Equations (1) and (2) are used in the subsequent sections.

=== Weak dilution ===
During weak dilution, the finite fraction of removed connections (the weights) is small, giving rise to a tiny uncertainty. This edge-case can be solved exactly with mean field theory. In weak dilution the impact on the weights can be described as

$$\hat{w}_{ij} =
\begin{cases}
w_{ij}, & \text{with } P(c) \\
0, & \text{otherwise}
\end{cases}$$ (3)

- $\hat{w}_{ij}$ – diluted weight
- $w_{ij}$ – real weight before dilution
- $P(c)$ – the probability of $c$, the probability of keeping a weight

The interpretation of probability $P(c)$ can also be changed from keeping a weight into pruning a weight.

In vector notation this can be written as

$$\hat{\mathbf{W}} = \operatorname{g} \left ( \mathbf{W}, c \right )$$ (4)

where the function $\operatorname{g} ( \cdot )$ imposes the previous dilution.

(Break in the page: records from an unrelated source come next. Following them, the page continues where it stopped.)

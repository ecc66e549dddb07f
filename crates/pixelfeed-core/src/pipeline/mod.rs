//! Image loading pipeline components.
//!
//! This module contains all the stages between a file location and a tensor:
//! - **discovery**: Find image files and build the location split
//! - **source**: Pull iterator over locations
//! - **labels**: Label derivation and the sorted label set
//! - **validate**: File size and raster dimension limits
//! - **decode**: Ranked codec strategies (`image` crate, raw PNG fallback)
//! - **transform**: User-configured transform chain
//! - **geometry**: Channel conversion, center crop, scaling
//! - **record**: Orchestrates the stages for one sample
//! - **batch**: Synchronous batch assembly
//! - **prefetch**: Background worker feeding a single consumer over a
//!   bounded queue

pub mod batch;
pub mod context;
pub mod decode;
pub mod discovery;
pub mod fallback;
pub mod geometry;
pub mod labels;
pub mod prefetch;
pub mod record;
pub mod source;
pub mod transform;
pub mod validate;

// Re-exports for convenient access
pub use batch::{one_hot, Batch, BatchBuilder};
pub use context::ThreadCache;
pub use decode::{DecodeStrategy, Decoder, ImageCrateDecoder};
pub use discovery::{FileDiscovery, LocationSplit};
pub use fallback::RawPngDecoder;
pub use geometry::GeometryOps;
pub use labels::{FileNamePatternLabel, LabelGenerator, LabelSet, ParentDirLabel};
pub use prefetch::{PrefetchScheduler, SchedulerState};
pub use record::{RecordPipeline, Sample};
pub use source::LocationSource;
pub use transform::{
    ChannelTransform, FlipMode, FlipTransform, ImageTransform, InspectTransform, RandomFlip,
    TransformChain,
};
pub use validate::Validator;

In weak dilution only a small and fixed fraction of the weights are diluted. When the number of terms in the sum goes to infinite (the weights for each node) it is still infinite (the fraction is fixed), thus mean field theory can be applied. In the notation from Hertz et al. this would be written as

$$\left \langle h_i \right \rangle = c \sum_j w_{ij} \left \langle S_j \right \rangle$$ (5)

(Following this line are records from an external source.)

//! Pixel buffer to channel-major tensor conversion.

use ndarray::ArrayViewMut3;

use crate::buffer::{Layout, PixelBuffer, PixelData};
use crate::error::ShapeMismatchError;

use super::{Placement, TensorSink, TensorViewMut};

/// Which conversion routine filled the destination.
#[derive(Debug, Clone, Copy, PartialEq, Eq)]
pub enum PackPath {
    /// Typed nested loop for a known (source, destination) pair
    Fast,
    /// Per-element `f64` accessor
    Generic,
}

/// Outcome of a successful [`TensorPacker::pack`].
#[derive(Debug, Clone, Copy, PartialEq, Eq)]
pub struct PackReport {
    pub path: PackPath,
    pub elements: usize,
    pub placement: Placement,
}

/// Converts interleaved pixel buffers into `[C, H, W]` tensors.
///
/// The source is consumed: once its samples have been transposed into the
/// destination it has no further use.
#[derive(Debug, Clone, Copy, Default)]
pub struct TensorPacker;

impl TensorPacker {
    /// Pack `src` into `dst` in `(channel, row, col)` order.
    ///
    /// Fails when `dst` does not hold exactly `height * width * channels`
    /// elements. An ndarray destination with a different shape but the same
    /// element count is reinterpreted as `[C, H, W]` when its memory is
    /// contiguous.
    pub fn pack(
        &self,
        src: PixelBuffer,
        dst: TensorViewMut<'_>,
    ) -> Result<PackReport, ShapeMismatchError> {
        let (c, h, w) = (
            src.channels() as usize,
            src.height() as usize,
            src.width() as usize,
        );
        let expected = c * h * w;
        let mismatch = |actual: Vec<usize>| ShapeMismatchError {
            expected,
            channels: c,
            height: h,
            width: w,
            actual,
        };
        if dst.element_count() != expected {
            return Err(mismatch(dst.shape()));
        }

        let layout = src.layout();
        let path = match dst {
            TensorViewMut::F32(view) => {
                let mut view = conform(view, (c, h, w)).map_err(mismatch)?;
                match src.data() {
                    PixelData::U8(s) => fill(&mut view, s, layout, |v| v as f32),
                    PixelData::U16(s) => fill(&mut view, s, layout, |v| v as f32),
                    PixelData::I32(s) => fill(&mut view, s, layout, |v| v as f32),
                    PixelData::F32(s) => fill(&mut view, s, layout, |v| v),
                }
                PackPath::Fast
            }
            TensorViewMut::F64(view) => {
                let mut view = conform(view, (c, h, w)).map_err(mismatch)?;
                match src.data() {
                    PixelData::U8(s) => fill(&mut view, s, layout, f64::from),
                    PixelData::U16(s) => fill(&mut view, s, layout, f64::from),
                    PixelData::I32(s) => fill(&mut view, s, layout, f64::from),
                    PixelData::F32(s) => fill(&mut view, s, layout, f64::from),
                }
                PackPath::Fast
            }
            TensorViewMut::Sink(sink) => {
                fill_generic(sink, &src);
                PackPath::Generic
            }
        };

        tracing::trace!("Packed {}x{}x{} via {:?}", c, h, w, path);
        Ok(PackReport {
            path,
            elements: expected,
            placement: Placement::Host,
        })
    }
}

/// Make sure the view is addressable as `[C, H, W]`.
fn conform<T>(
    view: ArrayViewMut3<'_, T>,
    shape: (usize, usize, usize),
) -> Result<ArrayViewMut3<'_, T>, Vec<usize>> {
    if view.dim() == shape {
        return Ok(view);
    }
    let actual = view.shape().to_vec();
    view.into_shape_with_order(shape).map_err(|_| actual)
}

#[inline]
fn fill<S: Copy, D>(
    dst: &mut ArrayViewMut3<'_, D>,
    src: &[S],
    layout: Layout,
    cast: impl Fn(S) -> D,
) {
    let (channels, rows, cols) = dst.dim();
    for k in 0..channels {
        for i in 0..rows {
            let row = i * layout.row_stride + k * layout.channel_stride;
            for j in 0..cols {
                dst[[k, i, j]] = cast(src[row + j * layout.pixel_stride]);
            }
        }
    }
}

fn fill_generic(dst: &mut dyn TensorSink, src: &PixelBuffer) {
    let (channels, rows, cols) = (
        src.channels() as usize,
        src.height() as usize,
        src.width() as usize,
    );
    let mut offset = 0;
    for k in 0..channels {
        for i in 0..rows {
            for j in 0..cols {
                dst.put(offset, src.sample(i, j, k));
                offset += 1;
            }
        }
    }
}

- $\left \langle h_i \right \rangle$ the mean field temperature
- $c$ – a scaling factor for the temperature from the probability of keeping the weight
- $w_{ij}$ – real weight before dilution, also called the Hebb connection strength
- $\left \langle S_j \right \rangle$ – the mean stable equilibrium states

There are some assumptions for this to hold, which are not listed here.

=== Strong dilution ===
When the dilution is strong, the finite fraction of removed connections (the weights) is large, giving rise to a huge uncertainty.

== Dropout ==

Dropout is a special case of the previous weight equation ((3)), where the aforementioned equation is adjusted to remove a whole row in the vector matrix, and not only random weights

$$\hat{\mathbf{w}}_j =
\begin{cases}
\mathbf{w}_j, & \text{with } P(c) \\
\mathbf{0}, & \text{otherwise}
\end{cases}$$ (6)

- $P(c)$ – the probability $c$ to keep a row in the weight matrix
- $\mathbf{w}_j$ – real row in the weight matrix before dropout
- $\hat{\mathbf{w}}_j$ – diluted row in the weight matrix

Because dropout removes a whole row from the vector matrix, the previous (unlisted) assumptions for weak dilution and the use of mean field theory are not applicable.

The process by which the node is driven to zero, whether by setting the weights to zero, by “removing the node”, or by some other means, does not impact the end result and does not create a new and unique case. If the neural net is processed by a high-performance digital array-multiplicator, then it is likely more effective to drive the value to zero late in the process graph. If the net is processed by a constrained processor, perhaps even an analog neuromorphic processor, then it is likely a more power-efficient solution is to drive the value to zero early in the process graph.

== Google's patent ==
Although there have been examples of randomly removing connections between neurons in a neural network to improve models, this technique was first introduced with the name dropout by Geoffrey Hinton, et al. in 2012. Google currently holds the patent for the dropout technique.